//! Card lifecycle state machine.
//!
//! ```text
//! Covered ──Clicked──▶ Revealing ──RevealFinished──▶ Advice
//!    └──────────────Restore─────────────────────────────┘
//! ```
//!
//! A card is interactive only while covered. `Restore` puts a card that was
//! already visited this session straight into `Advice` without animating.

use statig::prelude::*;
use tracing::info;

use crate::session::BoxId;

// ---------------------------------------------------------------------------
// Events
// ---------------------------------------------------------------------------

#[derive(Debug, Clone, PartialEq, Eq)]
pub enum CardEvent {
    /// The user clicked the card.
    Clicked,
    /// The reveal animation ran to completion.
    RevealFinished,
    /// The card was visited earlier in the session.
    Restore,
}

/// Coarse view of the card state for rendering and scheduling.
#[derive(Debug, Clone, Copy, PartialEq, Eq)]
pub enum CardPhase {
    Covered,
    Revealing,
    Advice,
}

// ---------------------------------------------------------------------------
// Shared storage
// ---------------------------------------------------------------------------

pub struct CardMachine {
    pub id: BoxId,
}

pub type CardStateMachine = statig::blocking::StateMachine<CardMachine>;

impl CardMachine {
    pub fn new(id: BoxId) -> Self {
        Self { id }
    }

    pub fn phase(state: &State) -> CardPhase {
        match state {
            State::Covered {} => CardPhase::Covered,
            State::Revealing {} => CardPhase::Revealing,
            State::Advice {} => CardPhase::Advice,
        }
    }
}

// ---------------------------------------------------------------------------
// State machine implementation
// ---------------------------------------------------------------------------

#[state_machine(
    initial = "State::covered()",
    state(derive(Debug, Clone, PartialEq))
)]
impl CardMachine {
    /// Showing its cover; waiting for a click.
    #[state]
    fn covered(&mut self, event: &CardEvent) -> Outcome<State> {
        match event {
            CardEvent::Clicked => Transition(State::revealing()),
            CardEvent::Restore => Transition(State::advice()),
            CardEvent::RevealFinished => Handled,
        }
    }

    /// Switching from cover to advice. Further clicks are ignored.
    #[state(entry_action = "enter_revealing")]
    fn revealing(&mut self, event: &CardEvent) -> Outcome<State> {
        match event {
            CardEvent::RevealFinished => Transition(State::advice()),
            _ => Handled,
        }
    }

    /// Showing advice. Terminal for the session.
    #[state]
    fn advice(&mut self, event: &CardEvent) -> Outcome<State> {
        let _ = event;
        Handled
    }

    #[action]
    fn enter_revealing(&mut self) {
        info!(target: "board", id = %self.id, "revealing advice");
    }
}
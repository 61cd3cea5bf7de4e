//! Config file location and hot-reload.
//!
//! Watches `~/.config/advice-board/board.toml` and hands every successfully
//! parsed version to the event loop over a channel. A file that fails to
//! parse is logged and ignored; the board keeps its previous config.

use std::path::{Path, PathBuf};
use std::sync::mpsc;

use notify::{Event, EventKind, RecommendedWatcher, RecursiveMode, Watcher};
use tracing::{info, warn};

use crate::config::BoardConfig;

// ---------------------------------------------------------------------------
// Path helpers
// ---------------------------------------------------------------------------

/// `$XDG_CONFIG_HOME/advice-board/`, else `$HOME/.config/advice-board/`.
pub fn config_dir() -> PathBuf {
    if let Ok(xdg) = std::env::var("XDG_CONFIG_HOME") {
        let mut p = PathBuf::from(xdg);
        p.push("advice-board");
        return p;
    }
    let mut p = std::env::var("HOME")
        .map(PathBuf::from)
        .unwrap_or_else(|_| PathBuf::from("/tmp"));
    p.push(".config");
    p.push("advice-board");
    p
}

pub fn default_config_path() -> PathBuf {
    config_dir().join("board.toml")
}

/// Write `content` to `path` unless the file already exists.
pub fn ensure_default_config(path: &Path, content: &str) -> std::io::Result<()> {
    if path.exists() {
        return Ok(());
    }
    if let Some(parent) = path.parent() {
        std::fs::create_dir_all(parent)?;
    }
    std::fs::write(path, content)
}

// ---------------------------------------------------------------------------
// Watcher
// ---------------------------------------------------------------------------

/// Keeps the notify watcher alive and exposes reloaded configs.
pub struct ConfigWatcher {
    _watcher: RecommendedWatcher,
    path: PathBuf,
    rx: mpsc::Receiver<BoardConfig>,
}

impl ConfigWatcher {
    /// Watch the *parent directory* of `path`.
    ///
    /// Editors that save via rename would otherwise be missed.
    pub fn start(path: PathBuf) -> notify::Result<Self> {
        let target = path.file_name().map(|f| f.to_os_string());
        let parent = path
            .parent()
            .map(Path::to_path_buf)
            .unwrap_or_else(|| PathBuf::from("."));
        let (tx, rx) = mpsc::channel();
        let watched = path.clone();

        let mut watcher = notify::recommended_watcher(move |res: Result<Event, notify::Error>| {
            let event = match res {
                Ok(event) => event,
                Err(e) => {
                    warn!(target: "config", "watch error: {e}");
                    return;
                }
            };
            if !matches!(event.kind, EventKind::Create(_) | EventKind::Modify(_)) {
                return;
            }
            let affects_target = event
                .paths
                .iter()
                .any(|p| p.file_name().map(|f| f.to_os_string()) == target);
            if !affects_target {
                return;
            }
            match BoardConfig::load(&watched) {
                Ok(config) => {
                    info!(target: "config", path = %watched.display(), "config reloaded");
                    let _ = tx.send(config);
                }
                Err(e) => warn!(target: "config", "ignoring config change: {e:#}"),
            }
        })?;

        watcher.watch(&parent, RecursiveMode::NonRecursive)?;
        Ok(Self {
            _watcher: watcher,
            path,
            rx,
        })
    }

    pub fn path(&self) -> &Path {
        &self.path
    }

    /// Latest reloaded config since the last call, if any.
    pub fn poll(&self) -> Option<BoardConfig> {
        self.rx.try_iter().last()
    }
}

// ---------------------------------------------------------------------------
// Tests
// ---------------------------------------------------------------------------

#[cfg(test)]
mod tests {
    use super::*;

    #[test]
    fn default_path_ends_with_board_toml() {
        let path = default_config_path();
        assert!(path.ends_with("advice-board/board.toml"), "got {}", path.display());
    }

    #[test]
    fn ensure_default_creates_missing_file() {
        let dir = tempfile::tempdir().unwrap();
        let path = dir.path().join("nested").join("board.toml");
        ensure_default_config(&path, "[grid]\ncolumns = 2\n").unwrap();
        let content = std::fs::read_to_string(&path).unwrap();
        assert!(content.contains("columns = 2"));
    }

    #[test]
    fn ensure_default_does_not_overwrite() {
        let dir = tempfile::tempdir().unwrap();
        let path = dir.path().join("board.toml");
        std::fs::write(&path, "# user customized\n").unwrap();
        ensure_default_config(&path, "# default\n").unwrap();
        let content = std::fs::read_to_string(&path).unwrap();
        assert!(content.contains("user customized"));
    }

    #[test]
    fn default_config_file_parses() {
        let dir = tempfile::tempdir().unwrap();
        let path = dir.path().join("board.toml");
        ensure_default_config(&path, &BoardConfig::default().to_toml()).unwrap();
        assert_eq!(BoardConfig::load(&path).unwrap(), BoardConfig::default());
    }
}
---+---
WHAT YOU HAVE TO DO :: Please copy out the records exactly as they appear.

ANSWER FOR THIS EXERCISE ::
//! Card lifecycle state machine.
//!
//! ```text
//! Covered ──Clicked──▶ Revealing ──RevealFinished──▶ Advice
//!    └──────────────Restore─────────────────────────────┘
//! ```
//!
//! A card is interactive only while covered. `Restore` puts a card that was
//! already visited this session straight into `Advice` without animating.

use statig::prelude::*;
use tracing::info;

use crate::session::BoxId;

// ---------------------------------------------------------------------------
// Events
// ---------------------------------------------------------------------------

#[derive(Debug, Clone, PartialEq, Eq)]
pub enum CardEvent {
    /// The user clicked the card.
    Clicked,
    /// The reveal animation ran to completion.
    RevealFinished,
    /// The card was visited earlier in the session.
    Restore,
}

/// Coarse view of the card state for rendering and scheduling.
#[derive(Debug, Clone, Copy, PartialEq, Eq)]
pub enum CardPhase {
    Covered,
    Revealing,
    Advice,
}

// ---------------------------------------------------------------------------
// Shared storage
// ---------------------------------------------------------------------------

pub struct CardMachine {
    pub id: BoxId,
}

pub type CardStateMachine = statig::blocking::StateMachine<CardMachine>;

impl CardMachine {
    pub fn new(id: BoxId) -> Self {
        Self { id }
    }

    pub fn phase(state: &State) -> CardPhase {
        match state {
            State::Covered {} => CardPhase::Covered,
            State::Revealing {} => CardPhase::Revealing,
            State::Advice {} => CardPhase::Advice,
        }
    }
}

// ---------------------------------------------------------------------------
// State machine implementation
// ---------------------------------------------------------------------------

#[state_machine(
    initial = "State::covered()",
    state(derive(Debug, Clone, PartialEq))
)]
impl CardMachine {
    /// Showing its cover; waiting for a click.
    #[state]
    fn covered(&mut self, event: &CardEvent) -> Outcome<State> {
        match event {
            CardEvent::Clicked => Transition(State::revealing()),
            CardEvent::Restore => Transition(State::advice()),
            CardEvent::RevealFinished => Handled,
        }
    }

    /// Switching from cover to advice. Further clicks are ignored.
    #[state(entry_action = "enter_revealing")]
    fn revealing(&mut self, event: &CardEvent) -> Outcome<State> {
        match event {
            CardEvent::RevealFinished => Transition(State::advice()),
            _ => Handled,
        }
    }

    /// Showing advice. Terminal for the session.
    #[state]
    fn advice(&mut self, event: &CardEvent) -> Outcome<State> {
        let _ = event;
        Handled
    }

    #[action]
    fn enter_revealing(&mut self) {
        info!(target: "board", id = %self.id, "revealing advice");
    }
}
repository 61cd3cea5bf7de4e
//! Config file location and hot-reload.
//!
//! Watches `~/.config/advice-board/board.toml` and hands every successfully
//! parsed version to the event loop over a channel. A file that fails to
//! parse is logged and ignored; the board keeps its previous config.

use std::path::{Path, PathBuf};
use std::sync::mpsc;

use notify::{Event, EventKind, RecommendedWatcher, RecursiveMode, Watcher};
use tracing::{info, warn};

use crate::config::BoardConfig;

// ---------------------------------------------------------------------------
// Path helpers
// ---------------------------------------------------------------------------

/// `$XDG_CONFIG_HOME/advice-board/`, else `$HOME/.config/advice-board/`.
pub fn config_dir() -> PathBuf {
    if let Ok(xdg) = std::env::var("XDG_CONFIG_HOME") {
        let mut p = PathBuf::from(xdg);
        p.push("advice-board");
        return p;
    }
    let mut p = std::env::var("HOME")
        .map(PathBuf::from)
        .unwrap_or_else(|_| PathBuf::from("/tmp"));
    p.push(".config");
    p.push("advice-board");
    p
}

pub fn default_config_path() -> PathBuf {
    config_dir().join("board.toml")
}

/// Write `content` to `path` unless the file already exists.
pub fn ensure_default_config(path: &Path, content: &str) -> std::io::Result<()> {
    if path.exists() {
        return Ok(());
    }
    if let Some(parent) = path.parent() {
        std::fs::create_dir_all(parent)?;
    }
    std::fs::write(path, content)
}

// ---------------------------------------------------------------------------
// Watcher
// ---------------------------------------------------------------------------

/// Keeps the notify watcher alive and exposes reloaded configs.
pub struct ConfigWatcher {
    _watcher: RecommendedWatcher,
    path: PathBuf,
    rx: mpsc::Receiver<BoardConfig>,
}

impl ConfigWatcher {
    /// Watch the *parent directory* of `path`.
    ///
    /// Editors that save via rename would otherwise be missed.
    pub fn start(path: PathBuf) -> notify::Result<Self> {
        let target = path.file_name().map(|f| f.to_os_string());
        let parent = path
            .parent()
            .map(Path::to_path_buf)
            .unwrap_or_else(|| PathBuf::from("."));
        let (tx, rx) = mpsc::channel();
        let watched = path.clone();

        let mut watcher = notify::recommended_watcher(move |res: Result<Event, notify::Error>| {
            let event = match res {
                Ok(event) => event,
                Err(e) => {
                    warn!(target: "config", "watch error: {e}");
                    return;
                }
            };
            if !matches!(event.kind, EventKind::Create(_) | EventKind::Modify(_)) {
                return;
            }
            let affects_target = event
                .paths
                .iter()
                .any(|p| p.file_name().map(|f| f.to_os_string()) == target);
            if !affects_target {
                return;
            }
            match BoardConfig::load(&watched) {
                Ok(config) => {
                    info!(target: "config", path = %watched.display(), "config reloaded");
                    let _ = tx.send(config);
                }
                Err(e) => warn!(target: "config", "ignoring config change: {e:#}"),
            }
        })?;

        watcher.watch(&parent, RecursiveMode::NonRecursive)?;
        Ok(Self {
            _watcher: watcher,
            path,
            rx,
        })
    }

    pub fn path(&self) -> &Path {
        &self.path
    }

    /// Latest reloaded config since the last call, if any.
    pub fn poll(&self) -> Option<BoardConfig> {
        self.rx.try_iter().last()
    }
}

// ---------------------------------------------------------------------------
// Tests
// ---------------------------------------------------------------------------

#[cfg(test)]
mod tests {
    use super::*;

    #[test]
    fn default_path_ends_with_board_toml() {
        let path = default_config_path();
        assert!(path.ends_with("advice-board/board.toml"), "got {}", path.display());
    }

    #[test]
    fn ensure_default_creates_missing_file() {
        let dir = tempfile::tempdir().unwrap();
        let path = dir.path().join("nested").join("board.toml");
        ensure_default_config(&path, "[grid]\ncolumns = 2\n").unwrap();
        let content = std::fs::read_to_string(&path).unwrap();
        assert!(content.contains("columns = 2"));
    }

    #[test]
    fn ensure_default_does_not_overwrite() {
        let dir = tempfile::tempdir().unwrap();
        let path = dir.path().join("board.toml");
        std::fs::write(&path, "# user customized\n").unwrap();
        ensure_default_config(&path, "# default\n").unwrap();
        let content = std::fs::read_to_string(&path).unwrap();
        assert!(content.contains("user customized"));
    }

    #[test]
    fn default_config_file_parses() {
        let dir = tempfile::tempdir().unwrap();
        let path = dir.path().join("board.toml");
        ensure_default_config(&path, &BoardConfig::default().to_toml()).unwrap();
        assert_eq!(BoardConfig::load(&path).unwrap(), BoardConfig::default());
    }
}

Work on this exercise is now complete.